[llvm] 65f99b5 - [AArch64][GlobalISel] Fixup <32b heterogeneous regbanks of G_PHIs just before selection.

Amara Emerson via llvm-commits llvm-commits at lists.llvm.org
Wed Feb 26 14:10:45 PST 2020


Author: Amara Emerson
Date: 2020-02-26T14:10:32-08:00
New Revision: 65f99b5383ff3293881f59dd64cfb596c3d03aa4

URL: https://github.com/llvm/llvm-project/commit/65f99b5383ff3293881f59dd64cfb596c3d03aa4
DIFF: https://github.com/llvm/llvm-project/commit/65f99b5383ff3293881f59dd64cfb596c3d03aa4.diff

LOG: [AArch64][GlobalISel] Fixup <32b heterogeneous regbanks of G_PHIs just before selection.

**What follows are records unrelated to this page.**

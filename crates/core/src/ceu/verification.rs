//! Public certificate verification payload.
//!
//! This payload is linked to by RID and employers, so its shape is part of
//! the public contract. Revoked certificates are reported as revoked, not
//! as missing: an interpreter's audit trail depends on the difference.

use serde::Serialize;

use crate::ceu::{CertificateStatus, ISSUER_NAME};
use crate::types::{DbId, Timestamp};

#[derive(Debug, Clone, Copy, PartialEq, Eq, Serialize)]
#[serde(rename_all = "snake_case")]
pub enum VerificationStatus {
    Active,
    Revoked,
    NotFound,
}

/// Certificate fields exposed to third parties.
#[derive(Debug, Clone, Serialize)]
pub struct VerifiedCertificate {
    pub id: DbId,
    pub certificate_number: String,
    pub title: String,
    pub description: Option<String>,
    pub ceu_value: f64,
    pub rid_category: String,
    pub rid_subcategory: Option<String>,
    pub rid_activity_type: String,
    pub completed_at: Timestamp,
    pub issued_at: Timestamp,
    pub status: CertificateStatus,
    #[serde(skip_serializing_if = "Option::is_none")]
    pub revoked_at: Option<Timestamp>,
}

#[derive(Debug, Clone, Serialize)]
pub struct CertificateHolder {
    pub name: String,
    pub rid_member_number: Option<String>,
}

#[derive(Debug, Clone, Serialize)]
pub struct VerificationDetails {
    pub verified_at: Timestamp,
    pub verification_url: String,
    pub issuer: &'static str,
    pub sponsor_number: String,
}

#[derive(Debug, Clone, Serialize)]
pub struct VerificationResult {
    pub valid: bool,
    pub status: VerificationStatus,
    #[serde(skip_serializing_if = "Option::is_none")]
    pub certificate: Option<VerifiedCertificate>,
    #[serde(skip_serializing_if = "Option::is_none")]
    pub holder: Option<CertificateHolder>,
    #[serde(skip_serializing_if = "Option::is_none")]
    pub verification: Option<VerificationDetails>,
}

impl VerificationResult {
    /// Result for an id that never existed (or could not be parsed).
    pub fn not_found() -> Self {
        Self {
            valid: false,
            status: VerificationStatus::NotFound,
            certificate: None,
            holder: None,
            verification: None,
        }
    }

    /// Build the result for a stored certificate.
    ///
    /// Active certificates carry holder details. Revoked ones keep the
    /// certificate block so the revocation is visible, but drop the holder.
    pub fn from_certificate(
        certificate: VerifiedCertificate,
        holder: CertificateHolder,
        sponsor_number: String,
        public_base_url: &str,
        verified_at: Timestamp,
    ) -> Self {
        let verification = VerificationDetails {
            verified_at,
            verification_url: verification_url(public_base_url, certificate.id),
            issuer: ISSUER_NAME,
            sponsor_number,
        };

        match certificate.status {
            CertificateStatus::Active => Self {
                valid: true,
                status: VerificationStatus::Active,
                certificate: Some(certificate),
                holder: Some(holder),
                verification: Some(verification),
            },
            CertificateStatus::Revoked => Self {
                valid: false,
                status: VerificationStatus::Revoked,
                certificate: Some(certificate),
                holder: None,
                verification: Some(verification),
            },
        }
    }
}

/// Canonical public URL for a certificate.
pub fn verification_url(public_base_url: &str, certificate_id: DbId) -> String {
    format!(
        "{}/verify/{certificate_id}",
        public_base_url.trim_end_matches('/')
    )
}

Since all types <32b on gpr end up being assigned gpr32 regclasses, we can end
up with PHIs here which try to select between a gpr32 and an fpr16. Ideally RBS
shouldn't be selecting heterogenous regbanks for operands if possible, but we
still need to be able to deal with it here.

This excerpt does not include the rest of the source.